I thought it would be only a matter of time before someone posted something about Claude Code / <insert name of your agentic AI of choice here>, so here we go..!
We’ve just started a trial of Claude Code in UKCEH and wow, it’s scarily capable. I’ve given it model re-engineering tasks that would have taken days/weeks of my time and it’s done them - accurately, by asking all the right questions and running all the right tests - in a matter of minutes.
I’m not sure how to feel about this. It’s great for productivity, but I can’t help but feel somewhat redundant now, and if this is the new way of work (describing what you want to achieve to Claude rather than coding it yourself), I’m really going to miss actually writing code!
Unfortunately, I feel like I worry about LLM usage a lot these days. I have come to the conclusion that they are not for me (to use), for various more or less personal reasons, but the big question for me is how to address LLM-generated contributions to TopoToolbox.
We got one PR a couple of weeks ago that was largely created with Claude Code. It was a bit of a mess and took a lot of effort for the contributor and me to sort out. As far as I can tell, it implemented everything correctly, but it didn’t really capture our style so well. It had a lot of duplication and some patterns that I really want to minimize in libtopotoolbox (a ton of dynamic memory allocation, for example). It would have been a pain to maintain.
We eventually landed the PR, but the whole thing soured me (and, I think, our contributor) a little on the LLMs. Fortunately, Boris is super committed to TopoToolbox, already contributes a lot, and was pretty understanding about getting his code into a more reasonable shape. Still, I think it is probably not as good as it could have been, and now refactoring it is another entry on my long list of TODOs.
I don’t want to ban LLM-generated contributions outright. I really want us to be welcoming to all kinds of contributors, especially those who aren’t so comfortable with coding and who may reach for the LLM to help them do something scientifically interesting. Probably insisting on code standards is the right thing to do, regardless of the origin of the code, but it is already hard to get people to write tests.
That sounds like a bad experience, and I’m wondering if I’ve just been lucky so far in what I’ve experimented with (the key word being experimented - I haven’t rolled out Claude on anything too consequential).
Specifically for your example, I guess if you had coding standards/conventions that you could point Claude towards, that might have helped the issue, but I’ve got very limited experience in knowing how well it sticks to instructions about things like “don’t dynamically allocate memory”.
I think “the community” (not sure what I mean by that - anyone involved in scientific coding, I guess) needs to do some figuring out of how best to embrace, or not, agentic AI. I see a few groups already developing internal guidance on use of AI for software engineering, so it will be interesting to see this emerge.
I’ve used it to generate the RemoteBMI javascript front end (which worked very well), and have seen the output of others using it.

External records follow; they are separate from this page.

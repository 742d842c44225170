//! Serializable configuration for one continuous-series request.
//!
//! Every parameter is explicit. The only defaults are the documented ones:
//! equal volume/OI weights, a one-day hysteresis window, zero-day calendar
//! offsets, no contract-month filter, and ranking by the roll strategy's own
//! liquidity term.

use chrono::NaiveDate;
use serde::{Deserialize, Serialize};
use std::collections::BTreeSet;

use crate::domain::{AdjustmentAnchor, Bar, ContractSpec, ProductId};
use crate::error::CoreError;

const WEIGHT_TOLERANCE: f64 = 1e-9;

/// How the held contract is replaced.
#[derive(Debug, Clone, Copy, PartialEq, Eq, Serialize, Deserialize)]
#[serde(rename_all = "snake_case")]
pub enum RollStrategy {
    /// Hysteresis rule ranking contracts by traded volume.
    Volume,
    /// Hysteresis rule ranking contracts by open interest.
    #[serde(rename = "oi")]
    OpenInterest,
    /// Roll `dominant_days` before the held contract's expiry.
    Time,
    /// Roll `rollover_days` before the end of the held contract's delivery month.
    Fixed,
}

impl RollStrategy {
    pub fn is_liquidity_based(&self) -> bool {
        matches!(self, RollStrategy::Volume | RollStrategy::OpenInterest)
    }
}

/// Price adjustment applied across rolls.
#[derive(Debug, Clone, Copy, PartialEq, Eq, Serialize, Deserialize)]
#[serde(rename_all = "snake_case")]
pub enum AdjustMethod {
    Backward,
    Forward,
    Ratio,
    Difference,
    None,
}

impl AdjustMethod {
    pub fn anchor(&self) -> AdjustmentAnchor {
        match self {
            AdjustMethod::Backward | AdjustMethod::Difference => AdjustmentAnchor::Latest,
            AdjustMethod::Forward | AdjustMethod::Ratio => AdjustmentAnchor::Earliest,
            AdjustMethod::None => AdjustmentAnchor::Unadjusted,
        }
    }

    pub fn is_multiplicative(&self) -> bool {
        matches!(self, AdjustMethod::Backward | AdjustMethod::Forward | AdjustMethod::Ratio)
    }
}

/// Score used to rank contracts under the volume / oi strategies.
#[derive(Debug, Clone, Copy, PartialEq, Eq, Default, Serialize, Deserialize)]
#[serde(rename_all = "snake_case")]
pub enum DominanceSignal {
    /// The strategy's own term: volume for `volume`, open interest for `oi`.
    #[default]
    Term,
    /// Blended `MI = Wv·volume + Woi·open_interest` on raw values.
    Mi,
    /// `Wv·volume/Σvolume + Woi·oi/Σoi`: the contract's product-index weight.
    IndexShare,
}

/// Volume / open-interest weights, summing to 1.
#[derive(Debug, Clone, Copy, PartialEq, Serialize, Deserialize)]
pub struct MiWeights {
    pub volume: f64,
    pub open_interest: f64,
}

impl Default for MiWeights {
    fn default() -> Self {
        Self { volume: 0.5, open_interest: 0.5 }
    }
}

impl MiWeights {
    /// All weight on volume.
    pub const VOLUME: MiWeights = MiWeights { volume: 1.0, open_interest: 0.0 };
    /// All weight on open interest.
    pub const OPEN_INTEREST: MiWeights = MiWeights { volume: 0.0, open_interest: 1.0 };

    pub fn new(volume: f64, open_interest: f64) -> Result<Self, CoreError> {
        let weights = Self { volume, open_interest };
        weights.validate()?;
        Ok(weights)
    }

    pub fn validate(&self) -> Result<(), CoreError> {
        let (wv, woi) = (self.volume, self.open_interest);
        if !wv.is_finite() || !woi.is_finite() || wv < 0.0 || woi < 0.0 {
            return Err(CoreError::InvalidConfiguration(format!(
                "weights must be finite and non-negative (volume={wv}, open_interest={woi})"
            )));
        }
        if (wv + woi - 1.0).abs() > WEIGHT_TOLERANCE {
            return Err(CoreError::InvalidConfiguration(format!(
                "weights must sum to 1 (volume={wv}, open_interest={woi})"
            )));
        }
        Ok(())
    }

    /// Dominance index `MI = Wv·volume + Woi·open_interest`.
    pub fn score(&self, bar: &Bar) -> f64 {
        self.volume * bar.volume + self.open_interest * bar.open_interest
    }
}

/// Inclusive date range of a request.
#[derive(Debug, Clone, Copy, PartialEq, Eq, Serialize, Deserialize)]
pub struct DateRange {
    pub start: NaiveDate,
    pub end: NaiveDate,
}

impl DateRange {
    pub fn new(start: NaiveDate, end: NaiveDate) -> Self {
        Self { start, end }
    }

    pub fn contains(&self, date: NaiveDate) -> bool {
        self.start <= date && date <= self.end
    }

    pub fn is_empty(&self) -> bool {
        self.start > self.end
    }
}

fn default_hysteresis_days() -> u32 {
    1
}

/// Configuration of one continuous-series build.
#[derive(Debug, Clone, PartialEq, Serialize, Deserialize)]
#[serde(deny_unknown_fields)]
pub struct ContinuousConfig {
    pub product: ProductId,
    pub roll_strategy: RollStrategy,
    pub adjust_method: AdjustMethod,
    /// Eligible delivery months (1..=12). `None` admits every contract.
    #[serde(default)]
    pub contract_months: Option<BTreeSet<u32>>,
    /// Time strategy: roll this many days before expiry.
    #[serde(default)]
    pub dominant_days: u32,
    /// Fixed strategy: roll this many days before the delivery month ends.
    #[serde(default)]
    pub rollover_days: u32,
    #[serde(default)]
    pub weights: MiWeights,
    /// Consecutive trading dates a challenger must lead before it takes over.
    #[serde(default = "default_hysteresis_days")]
    pub hysteresis_days: u32,
    #[serde(default)]
    pub signal: DominanceSignal,
}

impl ContinuousConfig {
    pub fn new(product: ProductId, roll_strategy: RollStrategy, adjust_method: AdjustMethod) -> Self {
        Self {
            product,
            roll_strategy,
            adjust_method,
            contract_months: None,
            dominant_days: 0,
            rollover_days: 0,
            weights: MiWeights::default(),
            hysteresis_days: default_hysteresis_days(),
            signal: DominanceSignal::default(),
        }
    }

    pub fn with_contract_months(mut self, months: impl IntoIterator<Item = u32>) -> Self {
        self.contract_months = Some(months.into_iter().collect());
        self
    }

    pub fn with_weights(mut self, weights: MiWeights) -> Self {
        self.weights = weights;
        self
    }

    pub fn with_hysteresis_days(mut self, days: u32) -> Self {
        self.hysteresis_days = days;
        self
    }

    pub fn with_dominant_days(mut self, days: u32) -> Self {
        self.dominant_days = days;
        self
    }

    pub fn with_rollover_days(mut self, days: u32) -> Self {
        self.rollover_days = days;
        self
    }

    pub fn with_signal(mut self, signal: DominanceSignal) -> Self {
        self.signal = signal;
        self
    }

    pub fn validate(&self) -> Result<(), CoreError> {
        self.weights.validate()?;
        if let Some(months) = &self.contract_months {
            if months.is_empty() {
                return Err(CoreError::InvalidConfiguration(
                    "contract month filter must not be empty".into(),
                ));
            }
            if let Some(bad) = months.iter().find(|m| !(1..=12).contains(*m)) {
                return Err(CoreError::InvalidConfiguration(format!(
                    "contract month {bad} outside 1..=12"
                )));
            }
        }
        if self.hysteresis_days == 0 {
            return Err(CoreError::InvalidConfiguration("hysteresis_days must be at least 1".into()));
        }
        Ok(())
    }

    /// Whether a contract passes the contract-month filter.
    pub fn admits(&self, spec: &ContractSpec) -> bool {
        self.contract_months.as_ref().map_or(true, |months| months.contains(&spec.month()))
    }

    /// Weights the volume / oi strategies rank by.
    ///
    /// Under [`DominanceSignal::Term`] the strategy picks the term; the blended
    /// signals use the configured `weights`.
    pub fn ranking_weights(&self) -> MiWeights {
        match (self.signal, self.roll_strategy) {
            (DominanceSignal::Term, RollStrategy::Volume) => MiWeights::VOLUME,
            (DominanceSignal::Term, RollStrategy::OpenInterest) => MiWeights::OPEN_INTEREST,
            _ => self.weights,
        }
    }

    /// Parse and validate a TOML configuration.
    pub fn from_toml(content: &str) -> Result<Self, CoreError> {
        let config: Self = toml::from_str(content)
            .map_err(|e| CoreError::InvalidConfiguration(format!("parse config TOML: {e}")))?;
        config.validate()?;
        Ok(config)
    }

    /// Deterministic BLAKE3 hash of the configuration.
    pub fn config_hash(&self) -> String {
        let json = serde_json::to_string(self).expect("ContinuousConfig must serialize");
        blake3::hash(json.as_bytes()).to_hex().to_string()
    }
}
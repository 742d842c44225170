//! Price Adjustment Engine — one transform per segment between rolls.
//!
//! A segment is a maximal run of selections from one contract; every roll
//! date opens a new one. Each segment gets exactly one `(factor, offset)`
//! pair, computed as a single accumulated product (or sum) over the rolls it
//! spans, and every bar in the segment is transformed with that pair.
//!
//! | method     | anchor   | segment k                                 |
//! |------------|----------|-------------------------------------------|
//! | backward   | latest   | factor = Π ratio_i for rolls i ≥ k         |
//! | forward    | earliest | factor = g_k, g_{i+1} = g_i·from_i/to_i    |
//! | ratio      | earliest | factor = 1 / Π ratio_i for rolls i < k     |
//! | difference | latest   | offset = Σ (to_i − from_i) for rolls i ≥ k |
//! | none       | none     | factor 1, offset 0                        |

use chrono::NaiveDate;

use crate::config::AdjustMethod;
use crate::domain::{AdjustmentEntry, AdjustmentTable, ContractId, RollEvent};
use crate::error::CoreError;
use crate::schedule::RollSchedule;

/// Consecutive selections from one contract.
#[derive(Debug, Clone, PartialEq)]
pub struct Segment {
    pub contract: ContractId,
    pub start: NaiveDate,
    pub end: NaiveDate,
    /// Rolls dated on or before `start`.
    pub rolls_before: usize,
}

/// Split a schedule's selections at its roll dates.
pub fn segments(schedule: &RollSchedule<'_>) -> Vec<Segment> {
    let mut out: Vec<Segment> = Vec::new();
    for sel in &schedule.selections {
        if let (Some(seg), false) = (out.last_mut(), sel.is_roll_date) {
            seg.end = sel.date;
            continue;
        }
        out.push(Segment {
            contract: sel.series.id().clone(),
            start: sel.date,
            end: sel.date,
            rolls_before: schedule.rolls_through(sel.date),
        });
    }
    out
}

/// `price_to / price_from` for every roll, rejecting rolls where either
/// price is not strictly positive.
fn roll_ratios(rolls: &[RollEvent]) -> Result<Vec<f64>, CoreError> {
    rolls
        .iter()
        .map(|r| {
            let valid = |p: f64| p.is_finite() && p > 0.0;
            if valid(r.price_from) && valid(r.price_to) {
                Ok(r.ratio())
            } else {
                Err(CoreError::DegenerateRollPrice {
                    date: r.date,
                    from: r.from_contract.to_string(),
                    to: r.to_contract.to_string(),
                    price_from: r.price_from,
                    price_to: r.price_to,
                })
            }
        })
        .collect()
}

/// Per-segment `(factor, offset)` indexed by `rolls_before`.
///
/// `base` is the roll count before the first segment; earliest-anchored
/// methods treat it as the origin so the oldest emitted segment stays raw.
fn transforms(method: AdjustMethod, rolls: &[RollEvent], base: usize) -> Result<Vec<(f64, f64)>, CoreError> {
    let n = rolls.len();
    let out = match method {
        AdjustMethod::Backward => {
            let ratios = roll_ratios(rolls)?;
            let mut suffix = vec![1.0; n + 1];
            for i in (0..n).rev() {
                suffix[i] = ratios[i] * suffix[i + 1];
            }
            suffix.into_iter().map(|f| (f, 0.0)).collect()
        }
        AdjustMethod::Forward => {
            roll_ratios(rolls)?;
            let mut scale = vec![1.0; n + 1];
            for i in base..n {
                scale[i + 1] = scale[i] * rolls[i].price_from / rolls[i].price_to;
            }
            scale.into_iter().map(|f| (f, 0.0)).collect()
        }
        AdjustMethod::Ratio => {
            let ratios = roll_ratios(rolls)?;
            let mut chain = vec![1.0; n + 1];
            for i in base..n {
                chain[i + 1] = chain[i] * ratios[i];
            }
            chain.into_iter().map(|c| (1.0 / c, 0.0)).collect()
        }
        AdjustMethod::Difference => {
            let mut suffix = vec![0.0; n + 1];
            for i in (0..n).rev() {
                suffix[i] = rolls[i].difference() + suffix[i + 1];
            }
            suffix.into_iter().map(|o| (1.0, o)).collect()
        }
        AdjustMethod::None => vec![(1.0, 0.0); n + 1],
    };
    Ok(out)
}

/// Adjustment table for `schedule` under `method`.
///
/// Fails with `DegenerateRollPrice` when a multiplicative method meets a
/// roll price that is not strictly positive.
pub fn build_table(method: AdjustMethod, schedule: &RollSchedule<'_>) -> Result<AdjustmentTable, CoreError> {
    let segments = segments(schedule);
    let base = segments.first().map_or(0, |s| s.rolls_before);
    let per_roll = transforms(method, &schedule.rolls, base)?;

    let entries = segments
        .into_iter()
        .map(|seg| {
            let (factor, offset) = per_roll[seg.rolls_before];
            AdjustmentEntry { contract: seg.contract, start: seg.start, end: seg.end, factor, offset }
        })
        .collect();

    Ok(AdjustmentTable { method, anchor: method.anchor(), entries })
}
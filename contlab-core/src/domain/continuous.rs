//! Output records: continuous bars, roll events and the adjustment table.

use chrono::NaiveDate;
use serde::{Deserialize, Serialize};

use super::ids::ContractId;
use crate::config::AdjustMethod;

/// One record of the continuous series.
///
/// Prices are adjusted; `volume` and `open_interest` are always the raw values
/// of the contract the bar came from.
#[derive(Debug, Clone, PartialEq, Serialize, Deserialize)]
pub struct ContinuousBar {
    pub date: NaiveDate,
    pub open: f64,
    pub high: f64,
    pub low: f64,
    pub close: f64,
    pub volume: f64,
    pub open_interest: f64,
    pub source_contract_id: ContractId,
    pub is_roll_date: bool,
}

/// Why the effective contract changed.
#[derive(Debug, Clone, Copy, PartialEq, Eq, Serialize, Deserialize)]
#[serde(rename_all = "snake_case")]
pub enum RollReason {
    /// A challenger held the top liquidity score for the hysteresis window.
    Dominance,
    /// The time/fixed calendar threshold of the held contract was reached.
    Calendar,
    /// The held contract expired.
    Expiry,
}

impl RollReason {
    /// The serialized name, as written to JSON and CSV.
    pub fn as_str(&self) -> &'static str {
        match self {
            RollReason::Dominance => "dominance",
            RollReason::Calendar => "calendar",
            RollReason::Expiry => "expiry",
        }
    }
}

/// One dominance transition.
#[derive(Debug, Clone, PartialEq, Serialize, Deserialize)]
pub struct RollEvent {
    pub date: NaiveDate,
    pub from_contract: ContractId,
    pub to_contract: ContractId,
    /// Close of `from_contract` on `date` (or its latest close before it).
    pub price_from: f64,
    /// Close of `to_contract` on `date`.
    pub price_to: f64,
    pub reason: RollReason,
}

impl RollEvent {
    /// Multiplicative step `price_to / price_from`.
    pub fn ratio(&self) -> f64 {
        self.price_to / self.price_from
    }

    /// Additive step `price_to - price_from`.
    pub fn difference(&self) -> f64 {
        self.price_to - self.price_from
    }
}

/// Which point in time keeps its original prices.
#[derive(Debug, Clone, Copy, PartialEq, Eq, Serialize, Deserialize)]
#[serde(rename_all = "snake_case")]
pub enum AdjustmentAnchor {
    /// Most recent segment is unadjusted (backward, difference).
    Latest,
    /// Oldest segment is unadjusted (forward, ratio).
    Earliest,
    /// Nothing is adjusted (none).
    Unadjusted,
}

/// Transform for one segment between consecutive rolls.
///
/// `adjusted = raw * factor + offset`; multiplicative methods leave `offset`
/// at 0.0 and the difference method leaves `factor` at 1.0.
#[derive(Debug, Clone, PartialEq, Serialize, Deserialize)]
pub struct AdjustmentEntry {
    pub contract: ContractId,
    /// First date of the segment (inclusive).
    pub start: NaiveDate,
    /// Last date of the segment (inclusive).
    pub end: NaiveDate,
    pub factor: f64,
    pub offset: f64,
}

impl AdjustmentEntry {
    pub fn apply(&self, price: f64) -> f64 {
        price * self.factor + self.offset
    }

    pub fn contains(&self, date: NaiveDate) -> bool {
        self.start <= date && date <= self.end
    }

    pub fn is_neutral(&self) -> bool {
        self.factor == 1.0 && self.offset == 0.0
    }
}

/// Ordered per-segment transforms for one continuous-series build.
#[derive(Debug, Clone, PartialEq, Serialize, Deserialize)]
pub struct AdjustmentTable {
    pub method: AdjustMethod,
    pub anchor: AdjustmentAnchor,
    pub entries: Vec<AdjustmentEntry>,
}

impl AdjustmentTable {
    /// Entry whose date range covers `date`.
    pub fn entry_for(&self, date: NaiveDate) -> Option<&AdjustmentEntry> {
        let idx = self.entries.partition_point(|e| e.start <= date);
        idx.checked_sub(1).map(|i| &self.entries[i]).filter(|e| e.contains(date))
    }
}
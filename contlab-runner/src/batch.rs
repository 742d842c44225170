//! Batch builds — run many jobs against one loaded store in parallel.
//!
//! Jobs share the store read-only. A failed job does not stop the batch;
//! its error is returned in its outcome.

use rayon::prelude::*;
use tracing::{info, warn};

use contlab_core::data::BarStore;
use contlab_core::{ContinuousBuilder, ContinuousSeries, CoreError, IndexBar, ProductIndex};

use crate::job::BuildJob;
use crate::manifest::BuildManifest;

/// Everything one successful job produced.
#[derive(Debug, Clone)]
pub struct BuildArtifacts {
    pub series: ContinuousSeries,
    pub index: Option<Vec<IndexBar>>,
    pub manifest: BuildManifest,
}

#[derive(Debug)]
pub struct JobOutcome {
    pub name: String,
    pub result: Result<BuildArtifacts, CoreError>,
}

impl JobOutcome {
    pub fn is_ok(&self) -> bool {
        self.result.is_ok()
    }
}

/// Build one job's series (and index when requested).
pub fn run_job<S: BarStore + ?Sized>(
    store: &S,
    job: &BuildJob,
    dataset_hash: &str,
) -> Result<BuildArtifacts, CoreError> {
    let series = ContinuousBuilder::new(store, job.config.clone())?.build(&job.range)?;
    let index = if job.index {
        let index = ProductIndex::new(store, job.config.weights)?;
        Some(index.series(&job.config.product, &job.range)?)
    } else {
        None
    };
    let manifest = BuildManifest::new(&job.name, &series, dataset_hash);
    Ok(BuildArtifacts { series, index, manifest })
}

/// Run every job in parallel. Outcomes keep the input order.
pub fn run_jobs<S: BarStore + ?Sized>(
    store: &S,
    jobs: &[BuildJob],
    dataset_hash: &str,
) -> Vec<JobOutcome> {
    info!(jobs = jobs.len(), "starting batch");
    let outcomes: Vec<JobOutcome> = jobs
        .par_iter()
        .map(|job| {
            let result = run_job(store, job, dataset_hash);
            match &result {
                Ok(artifacts) => info!(
                    job = %job.name,
                    bars = artifacts.series.len(),
                    rolls = artifacts.series.rolls.len(),
                    fingerprint = %artifacts.manifest.fingerprint,
                    "job finished"
                ),
                Err(e) => warn!(job = %job.name, error = %e, "job failed"),
            }
            JobOutcome { name: job.name.clone(), result }
        })
        .collect();

    let summary = BatchSummary::of(&outcomes);
    info!(succeeded = summary.succeeded, failed = summary.failed, "batch finished");
    outcomes
}

/// Counts over a finished batch.
#[derive(Debug, Clone, Copy, Default, PartialEq, Eq)]
pub struct BatchSummary {
    pub succeeded: usize,
    pub failed: usize,
    pub bars: usize,
    pub rolls: usize,
}

impl BatchSummary {
    pub fn of(outcomes: &[JobOutcome]) -> Self {
        outcomes.iter().fold(Self::default(), |mut acc, o| {
            match &o.result {
                Ok(a) => {
                    acc.succeeded += 1;
                    acc.bars += a.series.len();
                    acc.rolls += a.series.rolls.len();
                }
                Err(_) => acc.failed += 1,
            }
            acc
        })
    }
}
use serde::{Deserialize, Serialize};
use std::fmt;

use crate::error::CoreError;

/// Opaque contract identifier (e.g. `IF2109`, `BTC-USD-240628`).
///
/// No structure is assumed; the only invariant is non-emptiness. Ordering is
/// lexicographic and serves as the final dominance tie-break.
#[derive(Debug, Clone, PartialEq, Eq, PartialOrd, Ord, Hash, Serialize, Deserialize)]
#[serde(try_from = "String", into = "String")]
pub struct ContractId(String);

impl ContractId {
    pub fn new(id: impl Into<String>) -> Result<Self, CoreError> {
        let id = id.into();
        if id.trim().is_empty() {
            return Err(CoreError::InvalidConfiguration("contract id must not be empty".into()));
        }
        Ok(Self(id))
    }

    pub fn as_str(&self) -> &str {
        &self.0
    }
}

impl TryFrom<String> for ContractId {
    type Error = CoreError;

    fn try_from(value: String) -> Result<Self, Self::Error> {
        Self::new(value)
    }
}

impl From<ContractId> for String {
    fn from(id: ContractId) -> Self {
        id.0
    }
}

impl fmt::Display for ContractId {
    fn fmt(&self, f: &mut fmt::Formatter<'_>) -> fmt::Result {
        write!(f, "{}", self.0)
    }
}

/// Product code grouping a family of contracts (e.g. `IF`, `cu`).
#[derive(Debug, Clone, PartialEq, Eq, PartialOrd, Ord, Hash, Serialize, Deserialize)]
#[serde(try_from = "String", into = "String")]
pub struct ProductId(String);

impl ProductId {
    pub fn new(id: impl Into<String>) -> Result<Self, CoreError> {
        let id = id.into();
        if id.trim().is_empty() {
            return Err(CoreError::InvalidConfiguration("product id must not be empty".into()));
        }
        Ok(Self(id))
    }

    pub fn as_str(&self) -> &str {
        &self.0
    }
}

impl TryFrom<String> for ProductId {
    type Error = CoreError;

    fn try_from(value: String) -> Result<Self, Self::Error> {
        Self::new(value)
    }
}

impl From<ProductId> for String {
    fn from(id: ProductId) -> Self {
        id.0
    }
}

impl fmt::Display for ProductId {
    fn fmt(&self, f: &mut fmt::Formatter<'_>) -> fmt::Result {
        write!(f, "{}", self.0)
    }
}

/// Deterministic content hash of a continuous series (BLAKE3, hex).
#[derive(Debug, Clone, PartialEq, Eq, Hash, Serialize, Deserialize)]
pub struct SeriesFingerprint(pub String);

impl SeriesFingerprint {
    pub fn from_bytes(bytes: &[u8]) -> Self {
        Self(blake3::hash(bytes).to_hex().to_string())
    }
}

impl fmt::Display for SeriesFingerprint {
    fn fmt(&self, f: &mut fmt::Formatter<'_>) -> fmt::Result {
        write!(f, "{}", self.0)
    }
}
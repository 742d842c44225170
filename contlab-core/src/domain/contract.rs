//! Contract metadata and the per-contract bar series.

use chrono::{Datelike, NaiveDate};
use serde::{Deserialize, Serialize};

use super::bar::{Bar, BarKind};
use super::ids::ContractId;
use crate::error::CoreError;

/// Delivery year and month of a dated contract.
#[derive(Debug, Clone, Copy, PartialEq, Eq, PartialOrd, Ord, Hash, Serialize, Deserialize)]
pub struct DeliveryMonth {
    pub year: i32,
    pub month: u32,
}

impl DeliveryMonth {
    pub fn new(year: i32, month: u32) -> Option<Self> {
        if (1..=12).contains(&month) && NaiveDate::from_ymd_opt(year, month, 1).is_some() {
            Some(Self { year, month })
        } else {
            None
        }
    }

    /// Last calendar day of the delivery month.
    pub fn last_day(&self) -> NaiveDate {
        let (y, m) = if self.month == 12 { (self.year + 1, 1) } else { (self.year, self.month + 1) };
        NaiveDate::from_ymd_opt(y, m, 1)
            .and_then(|first| first.pred_opt())
            .unwrap_or(NaiveDate::MAX)
    }
}

/// Static description of one contract: identity, delivery month and expiry.
#[derive(Debug, Clone, PartialEq, Eq, Serialize, Deserialize)]
pub struct ContractSpec {
    pub id: ContractId,
    pub delivery: Option<DeliveryMonth>,
    /// Last date on which the contract is listed.
    pub expiry: NaiveDate,
}

impl ContractSpec {
    pub fn new(id: ContractId, expiry: NaiveDate) -> Self {
        Self { id, delivery: None, expiry }
    }

    pub fn with_delivery(mut self, delivery: DeliveryMonth) -> Self {
        self.delivery = Some(delivery);
        self
    }

    /// Delivery month number (1..=12), falling back to the expiry month.
    pub fn month(&self) -> u32 {
        self.delivery.map(|d| d.month).unwrap_or_else(|| self.expiry.month())
    }

    /// Last day of the delivery month, falling back to the expiry's month.
    pub fn delivery_month_end(&self) -> NaiveDate {
        self.delivery
            .or_else(|| DeliveryMonth::new(self.expiry.year(), self.expiry.month()))
            .map(|d| d.last_day())
            .unwrap_or(self.expiry)
    }
}

/// Ordered bars of one contract: strictly increasing dates, no duplicates.
///
/// Constructed only through [`ContractSeries::new`], which enforces the
/// ordering and per-bar invariants, so lookups can binary-search by date.
#[derive(Debug, Clone, PartialEq, Serialize)]
pub struct ContractSeries {
    spec: ContractSpec,
    kind: BarKind,
    bars: Vec<Bar>,
}

impl ContractSeries {
    pub fn new(spec: ContractSpec, kind: BarKind, bars: Vec<Bar>) -> Result<Self, CoreError> {
        let id = spec.id.as_str();
        if bars.is_empty() {
            return Err(CoreError::invalid_series(id, "series has no bars"));
        }
        for bar in &bars {
            bar.validate().map_err(|e| CoreError::invalid_series(id, e.to_string()))?;
        }
        if let Some(w) = bars.windows(2).find(|w| w[0].date >= w[1].date) {
            return Err(CoreError::invalid_series(
                id,
                format!("dates not strictly increasing at {} -> {}", w[0].date, w[1].date),
            ));
        }
        let last = bars[bars.len() - 1].date;
        if last > spec.expiry {
            return Err(CoreError::invalid_series(
                id,
                format!("bar on {last} after expiry {}", spec.expiry),
            ));
        }
        Ok(Self { spec, kind, bars })
    }

    pub fn id(&self) -> &ContractId {
        &self.spec.id
    }

    pub fn spec(&self) -> &ContractSpec {
        &self.spec
    }

    pub fn kind(&self) -> BarKind {
        self.kind
    }

    pub fn expiry(&self) -> NaiveDate {
        self.spec.expiry
    }

    pub fn bars(&self) -> &[Bar] {
        &self.bars
    }

    pub fn len(&self) -> usize {
        self.bars.len()
    }

    pub fn is_empty(&self) -> bool {
        self.bars.is_empty()
    }

    pub fn first_date(&self) -> NaiveDate {
        self.bars[0].date
    }

    pub fn last_date(&self) -> NaiveDate {
        self.bars[self.bars.len() - 1].date
    }

    /// Listed on `date`: first bar on or before it and not yet expired.
    pub fn is_listed(&self, date: NaiveDate) -> bool {
        self.first_date() <= date && date <= self.spec.expiry
    }

    /// Bar exactly on `date` (O(log n)).
    pub fn bar_on(&self, date: NaiveDate) -> Option<&Bar> {
        self.bars.binary_search_by_key(&date, |b| b.date).ok().map(|i| &self.bars[i])
    }

    /// Latest bar on or before `date` (O(log n)).
    pub fn bar_on_or_before(&self, date: NaiveDate) -> Option<&Bar> {
        let idx = self.bars.partition_point(|b| b.date <= date);
        idx.checked_sub(1).map(|i| &self.bars[i])
    }

    /// Bars with `start <= date <= end`.
    pub fn range(&self, start: NaiveDate, end: NaiveDate) -> &[Bar] {
        let lo = self.bars.partition_point(|b| b.date < start);
        let hi = self.bars.partition_point(|b| b.date <= end);
        if lo >= hi {
            &[]
        } else {
            &self.bars[lo..hi]
        }
    }
}
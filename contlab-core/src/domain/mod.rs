//! Domain types for contlab

pub mod bar;
pub mod continuous;
pub mod contract;
pub mod ids;

pub use bar::{date_from_yyyymmdd, date_to_yyyymmdd, Bar, BarError, BarKind, Interval};
pub use continuous::{
    AdjustmentAnchor, AdjustmentEntry, AdjustmentTable, ContinuousBar, RollEvent, RollReason,
};
pub use contract::{ContractSeries, ContractSpec, DeliveryMonth};
pub use ids::{ContractId, ProductId, SeriesFingerprint};
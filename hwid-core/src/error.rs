//! Error types re-exported from hwid-error

pub use hwid_error::{HwidError, Result};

It can have its use, but what I am most worried of is the sheer amount of code people produce with it, and how verbose and messy the code often is.
To be able to produce high quality code with the LLMs you already need to know how to
write high quality code in that language. A novice user will not be able to identify anti-patterns, bad code structure in general, or other problems (incorrect logic/assumptions) in the code. This can lead to the code being fragile, producing unexpected results, and becoming unmaintainable in general.
And of course the LLMs are only able to reproduce code that’s already covered by their training data (e.g., Python REST APIs, JS front ends are ideal use cases). Trying to use it for Julia GPU stuff is useless as they only hallucinate.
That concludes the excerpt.